▶ **TASK TO COMPLETE**
Using the records that appear below, write out exactly the lines from the one with "writer.write_all(&self.mutex_id.as_u64().to_le_bytes())?;" through the one with "Read owner (1", keeping both end lines.

== Segment start ==

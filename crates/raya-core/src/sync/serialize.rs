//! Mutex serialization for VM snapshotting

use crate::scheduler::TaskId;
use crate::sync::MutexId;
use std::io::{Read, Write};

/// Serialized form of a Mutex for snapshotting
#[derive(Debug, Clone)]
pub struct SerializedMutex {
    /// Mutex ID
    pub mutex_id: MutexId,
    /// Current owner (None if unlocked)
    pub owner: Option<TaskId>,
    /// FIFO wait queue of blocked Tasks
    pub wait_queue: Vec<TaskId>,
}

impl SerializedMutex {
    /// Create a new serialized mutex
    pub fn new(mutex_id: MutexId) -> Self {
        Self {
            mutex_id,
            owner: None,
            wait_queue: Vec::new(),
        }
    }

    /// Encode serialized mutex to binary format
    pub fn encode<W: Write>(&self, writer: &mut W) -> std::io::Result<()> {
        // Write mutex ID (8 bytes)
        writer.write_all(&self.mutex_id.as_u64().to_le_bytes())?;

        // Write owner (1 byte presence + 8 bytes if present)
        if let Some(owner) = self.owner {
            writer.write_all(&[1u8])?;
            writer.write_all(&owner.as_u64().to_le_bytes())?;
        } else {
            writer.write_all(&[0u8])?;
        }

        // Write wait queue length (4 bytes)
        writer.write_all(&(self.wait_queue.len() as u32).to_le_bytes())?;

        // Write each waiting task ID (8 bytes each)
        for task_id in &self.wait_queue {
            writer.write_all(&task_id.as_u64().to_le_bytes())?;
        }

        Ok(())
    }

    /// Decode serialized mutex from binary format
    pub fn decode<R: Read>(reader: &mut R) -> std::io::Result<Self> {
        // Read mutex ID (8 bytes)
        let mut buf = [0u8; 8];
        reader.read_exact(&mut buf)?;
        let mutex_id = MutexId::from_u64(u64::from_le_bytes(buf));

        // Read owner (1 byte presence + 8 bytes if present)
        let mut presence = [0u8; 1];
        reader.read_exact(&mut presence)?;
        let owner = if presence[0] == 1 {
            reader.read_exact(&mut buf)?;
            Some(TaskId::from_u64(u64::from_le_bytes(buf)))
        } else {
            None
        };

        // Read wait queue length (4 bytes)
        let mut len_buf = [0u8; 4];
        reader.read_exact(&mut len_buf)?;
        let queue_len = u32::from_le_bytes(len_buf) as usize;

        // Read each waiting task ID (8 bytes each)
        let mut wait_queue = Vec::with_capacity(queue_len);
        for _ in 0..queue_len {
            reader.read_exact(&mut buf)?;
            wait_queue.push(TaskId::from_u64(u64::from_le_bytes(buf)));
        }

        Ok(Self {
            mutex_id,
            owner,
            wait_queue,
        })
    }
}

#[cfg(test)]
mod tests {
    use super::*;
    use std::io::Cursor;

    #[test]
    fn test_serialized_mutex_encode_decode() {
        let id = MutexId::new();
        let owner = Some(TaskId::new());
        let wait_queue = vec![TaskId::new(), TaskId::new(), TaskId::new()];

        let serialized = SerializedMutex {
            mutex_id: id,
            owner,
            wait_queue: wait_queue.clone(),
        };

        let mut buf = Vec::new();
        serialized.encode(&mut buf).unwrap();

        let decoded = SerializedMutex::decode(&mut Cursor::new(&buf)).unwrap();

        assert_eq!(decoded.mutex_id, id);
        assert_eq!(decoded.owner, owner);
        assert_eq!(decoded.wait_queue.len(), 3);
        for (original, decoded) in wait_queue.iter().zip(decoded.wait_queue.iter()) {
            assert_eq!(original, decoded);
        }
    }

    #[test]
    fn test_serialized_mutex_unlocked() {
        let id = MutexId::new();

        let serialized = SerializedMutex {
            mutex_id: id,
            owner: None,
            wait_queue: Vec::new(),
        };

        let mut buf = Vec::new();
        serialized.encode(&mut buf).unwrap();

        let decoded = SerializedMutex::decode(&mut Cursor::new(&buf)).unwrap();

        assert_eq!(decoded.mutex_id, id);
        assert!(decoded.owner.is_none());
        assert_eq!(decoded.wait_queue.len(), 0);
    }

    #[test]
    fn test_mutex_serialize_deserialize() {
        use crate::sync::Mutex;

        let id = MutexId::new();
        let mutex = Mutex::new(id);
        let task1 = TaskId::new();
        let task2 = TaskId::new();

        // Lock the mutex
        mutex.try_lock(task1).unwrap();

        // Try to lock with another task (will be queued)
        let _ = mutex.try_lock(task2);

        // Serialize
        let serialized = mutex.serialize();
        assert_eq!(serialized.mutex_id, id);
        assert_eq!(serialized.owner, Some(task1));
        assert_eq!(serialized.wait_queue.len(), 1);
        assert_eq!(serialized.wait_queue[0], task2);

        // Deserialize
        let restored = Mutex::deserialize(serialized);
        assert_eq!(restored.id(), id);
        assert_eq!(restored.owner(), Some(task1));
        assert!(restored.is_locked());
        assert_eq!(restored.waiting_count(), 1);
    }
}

== Segment end ==
== Segment start ==

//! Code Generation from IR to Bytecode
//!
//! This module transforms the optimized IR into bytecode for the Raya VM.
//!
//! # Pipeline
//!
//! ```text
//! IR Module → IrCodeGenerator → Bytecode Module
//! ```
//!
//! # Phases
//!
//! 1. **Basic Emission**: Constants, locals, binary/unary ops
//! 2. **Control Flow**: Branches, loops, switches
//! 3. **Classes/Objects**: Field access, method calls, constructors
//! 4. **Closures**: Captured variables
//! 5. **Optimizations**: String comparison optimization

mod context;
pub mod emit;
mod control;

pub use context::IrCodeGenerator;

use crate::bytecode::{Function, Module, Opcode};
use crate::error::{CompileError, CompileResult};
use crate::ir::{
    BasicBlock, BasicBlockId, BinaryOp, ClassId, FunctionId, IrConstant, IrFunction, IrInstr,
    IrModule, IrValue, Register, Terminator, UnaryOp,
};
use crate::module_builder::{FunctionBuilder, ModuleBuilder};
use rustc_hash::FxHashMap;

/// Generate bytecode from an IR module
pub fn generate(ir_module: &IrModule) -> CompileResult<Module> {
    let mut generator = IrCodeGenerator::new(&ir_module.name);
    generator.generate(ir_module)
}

== Segment end ==
== Segment start ==

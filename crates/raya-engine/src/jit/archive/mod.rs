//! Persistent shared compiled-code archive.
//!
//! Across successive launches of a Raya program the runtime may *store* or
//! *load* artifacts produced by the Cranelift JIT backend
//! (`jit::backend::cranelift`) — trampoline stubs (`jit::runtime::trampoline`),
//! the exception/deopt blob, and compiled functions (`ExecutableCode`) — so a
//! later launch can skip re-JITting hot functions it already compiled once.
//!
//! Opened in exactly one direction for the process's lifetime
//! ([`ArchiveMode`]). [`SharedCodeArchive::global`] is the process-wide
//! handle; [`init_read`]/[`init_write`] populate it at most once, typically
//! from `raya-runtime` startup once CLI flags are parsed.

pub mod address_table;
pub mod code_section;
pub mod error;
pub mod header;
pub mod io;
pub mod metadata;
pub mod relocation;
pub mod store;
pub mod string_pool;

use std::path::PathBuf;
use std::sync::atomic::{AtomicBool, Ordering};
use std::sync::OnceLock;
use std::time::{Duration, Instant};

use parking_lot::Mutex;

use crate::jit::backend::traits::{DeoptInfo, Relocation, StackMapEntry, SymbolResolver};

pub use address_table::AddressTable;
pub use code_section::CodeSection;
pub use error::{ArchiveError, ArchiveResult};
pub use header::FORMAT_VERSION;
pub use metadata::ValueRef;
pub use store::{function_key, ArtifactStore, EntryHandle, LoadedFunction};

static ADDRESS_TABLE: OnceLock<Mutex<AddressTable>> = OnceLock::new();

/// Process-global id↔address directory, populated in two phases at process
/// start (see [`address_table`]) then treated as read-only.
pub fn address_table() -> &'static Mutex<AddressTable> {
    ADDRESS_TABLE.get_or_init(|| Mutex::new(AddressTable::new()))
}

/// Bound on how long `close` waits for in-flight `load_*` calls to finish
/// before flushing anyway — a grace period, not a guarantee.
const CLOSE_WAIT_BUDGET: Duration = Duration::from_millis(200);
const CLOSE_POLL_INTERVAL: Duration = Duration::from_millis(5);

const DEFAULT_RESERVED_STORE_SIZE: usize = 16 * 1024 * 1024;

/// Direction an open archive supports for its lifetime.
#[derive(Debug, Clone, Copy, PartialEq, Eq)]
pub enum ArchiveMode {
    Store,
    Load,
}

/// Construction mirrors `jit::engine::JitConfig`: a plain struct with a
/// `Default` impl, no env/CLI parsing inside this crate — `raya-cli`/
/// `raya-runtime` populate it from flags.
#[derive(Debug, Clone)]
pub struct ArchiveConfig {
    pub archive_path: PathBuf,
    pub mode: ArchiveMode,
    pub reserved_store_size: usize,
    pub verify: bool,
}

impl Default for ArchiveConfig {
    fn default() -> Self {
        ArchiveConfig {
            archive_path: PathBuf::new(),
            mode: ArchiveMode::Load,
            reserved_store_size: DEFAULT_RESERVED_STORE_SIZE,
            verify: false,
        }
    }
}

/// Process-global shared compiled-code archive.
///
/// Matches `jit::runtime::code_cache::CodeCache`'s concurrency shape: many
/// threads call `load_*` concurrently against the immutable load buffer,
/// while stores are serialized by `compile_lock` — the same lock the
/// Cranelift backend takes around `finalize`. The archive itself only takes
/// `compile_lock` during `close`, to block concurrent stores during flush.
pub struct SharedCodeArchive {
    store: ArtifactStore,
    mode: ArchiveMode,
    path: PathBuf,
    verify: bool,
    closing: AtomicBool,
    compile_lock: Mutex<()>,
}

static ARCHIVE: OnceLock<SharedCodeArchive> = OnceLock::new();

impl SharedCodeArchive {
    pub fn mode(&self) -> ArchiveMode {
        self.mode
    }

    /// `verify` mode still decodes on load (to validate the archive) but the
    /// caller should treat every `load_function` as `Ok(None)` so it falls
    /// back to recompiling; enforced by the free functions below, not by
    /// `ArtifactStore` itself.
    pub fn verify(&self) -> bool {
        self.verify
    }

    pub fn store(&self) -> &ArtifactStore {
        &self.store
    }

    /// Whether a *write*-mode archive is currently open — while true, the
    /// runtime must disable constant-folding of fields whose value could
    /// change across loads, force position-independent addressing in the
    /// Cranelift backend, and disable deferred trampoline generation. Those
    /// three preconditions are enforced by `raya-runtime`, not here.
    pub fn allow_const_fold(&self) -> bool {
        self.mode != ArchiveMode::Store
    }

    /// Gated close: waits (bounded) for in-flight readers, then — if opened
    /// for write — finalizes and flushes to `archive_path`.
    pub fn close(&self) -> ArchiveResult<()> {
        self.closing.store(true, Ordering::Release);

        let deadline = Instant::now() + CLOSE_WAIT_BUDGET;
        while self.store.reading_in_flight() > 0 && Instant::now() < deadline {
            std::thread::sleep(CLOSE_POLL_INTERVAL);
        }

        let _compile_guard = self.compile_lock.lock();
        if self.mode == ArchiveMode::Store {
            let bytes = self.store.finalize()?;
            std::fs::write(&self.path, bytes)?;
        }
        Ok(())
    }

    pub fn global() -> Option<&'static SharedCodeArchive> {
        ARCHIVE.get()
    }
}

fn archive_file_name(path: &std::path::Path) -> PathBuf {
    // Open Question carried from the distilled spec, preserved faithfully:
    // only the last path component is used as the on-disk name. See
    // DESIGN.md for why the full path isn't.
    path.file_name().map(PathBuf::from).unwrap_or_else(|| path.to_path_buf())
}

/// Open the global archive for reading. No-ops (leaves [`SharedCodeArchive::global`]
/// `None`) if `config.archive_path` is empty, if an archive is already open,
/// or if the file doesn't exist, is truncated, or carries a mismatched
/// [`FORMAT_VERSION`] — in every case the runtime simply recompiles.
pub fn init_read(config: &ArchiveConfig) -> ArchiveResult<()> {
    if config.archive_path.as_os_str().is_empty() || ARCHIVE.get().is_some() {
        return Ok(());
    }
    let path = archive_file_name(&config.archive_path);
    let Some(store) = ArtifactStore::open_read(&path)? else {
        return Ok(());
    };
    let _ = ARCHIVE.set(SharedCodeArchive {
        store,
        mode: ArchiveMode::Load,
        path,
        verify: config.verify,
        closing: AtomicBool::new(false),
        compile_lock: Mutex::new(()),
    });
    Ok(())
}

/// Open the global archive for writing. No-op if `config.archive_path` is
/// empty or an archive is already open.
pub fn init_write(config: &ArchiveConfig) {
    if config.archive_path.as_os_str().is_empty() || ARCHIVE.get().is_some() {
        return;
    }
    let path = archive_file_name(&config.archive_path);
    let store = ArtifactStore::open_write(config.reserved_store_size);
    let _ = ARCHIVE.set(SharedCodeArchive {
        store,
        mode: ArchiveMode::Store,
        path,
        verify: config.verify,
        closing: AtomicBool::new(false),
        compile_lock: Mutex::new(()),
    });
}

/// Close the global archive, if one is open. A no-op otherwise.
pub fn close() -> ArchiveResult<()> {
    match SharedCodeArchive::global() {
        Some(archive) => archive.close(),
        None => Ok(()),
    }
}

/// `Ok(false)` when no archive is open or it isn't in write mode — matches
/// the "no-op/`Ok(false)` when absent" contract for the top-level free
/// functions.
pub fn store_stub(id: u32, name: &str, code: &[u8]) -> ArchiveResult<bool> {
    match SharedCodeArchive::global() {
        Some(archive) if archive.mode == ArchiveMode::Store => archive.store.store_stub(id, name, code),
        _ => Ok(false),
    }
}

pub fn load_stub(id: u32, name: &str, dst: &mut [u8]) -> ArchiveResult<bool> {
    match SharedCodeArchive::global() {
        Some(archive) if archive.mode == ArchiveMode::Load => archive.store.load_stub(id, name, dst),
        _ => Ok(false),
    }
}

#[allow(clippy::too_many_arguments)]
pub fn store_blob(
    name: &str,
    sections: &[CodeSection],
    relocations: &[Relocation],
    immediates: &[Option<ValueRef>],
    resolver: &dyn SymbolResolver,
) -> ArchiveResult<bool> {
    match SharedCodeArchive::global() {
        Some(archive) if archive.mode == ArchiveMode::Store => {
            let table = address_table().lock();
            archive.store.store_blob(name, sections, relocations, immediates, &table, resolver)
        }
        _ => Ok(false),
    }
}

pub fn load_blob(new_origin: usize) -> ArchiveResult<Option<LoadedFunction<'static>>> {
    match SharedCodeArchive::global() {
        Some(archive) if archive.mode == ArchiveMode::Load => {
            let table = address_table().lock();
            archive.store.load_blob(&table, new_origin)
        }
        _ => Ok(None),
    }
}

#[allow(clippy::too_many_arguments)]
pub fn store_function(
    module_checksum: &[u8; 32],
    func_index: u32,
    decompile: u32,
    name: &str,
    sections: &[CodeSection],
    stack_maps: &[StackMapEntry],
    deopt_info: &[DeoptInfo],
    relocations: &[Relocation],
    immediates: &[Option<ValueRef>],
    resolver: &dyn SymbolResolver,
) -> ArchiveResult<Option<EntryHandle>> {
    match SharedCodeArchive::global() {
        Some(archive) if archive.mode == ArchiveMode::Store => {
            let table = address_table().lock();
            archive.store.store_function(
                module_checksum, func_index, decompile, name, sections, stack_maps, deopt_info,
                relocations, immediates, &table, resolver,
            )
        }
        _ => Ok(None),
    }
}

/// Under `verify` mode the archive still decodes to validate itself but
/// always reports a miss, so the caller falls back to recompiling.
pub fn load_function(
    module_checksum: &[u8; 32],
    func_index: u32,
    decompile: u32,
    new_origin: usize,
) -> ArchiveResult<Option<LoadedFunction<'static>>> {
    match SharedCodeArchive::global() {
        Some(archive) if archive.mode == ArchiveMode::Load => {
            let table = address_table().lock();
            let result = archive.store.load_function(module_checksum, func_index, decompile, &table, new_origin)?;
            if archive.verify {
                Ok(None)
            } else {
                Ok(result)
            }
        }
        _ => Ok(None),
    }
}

== Segment end ==

▶ **SOLVED PROBLEM**
        writer.write_all(&self.mutex_id.as_u64().to_le_bytes())?;

        // Write owner (1 byte presence + 8 bytes if present)
        if let Some(owner) = self.owner {
            writer.write_all(&[1u8])?;
            writer.write_all(&owner.as_u64().to_le_bytes())?;
        } else {
            writer.write_all(&[0u8])?;
        }

        // Write wait queue length (4 bytes)
        writer.write_all(&(self.wait_queue.len() as u32).to_le_bytes())?;

        // Write each waiting task ID (8 bytes each)
        for task_id in &self.wait_queue {
            writer.write_all(&task_id.as_u64().to_le_bytes())?;
        }

        Ok(())
    }

    /// Decode serialized mutex from binary format
    pub fn decode<R: Read>(reader: &mut R) -> std::io::Result<Self> {
        // Read mutex ID (8 bytes)
        let mut buf = [0u8; 8];
        reader.read_exact(&mut buf)?;
        let mutex_id = MutexId::from_u64(u64::from_le_bytes(buf));

        // Read owner (1 byte presence + 8 bytes if present)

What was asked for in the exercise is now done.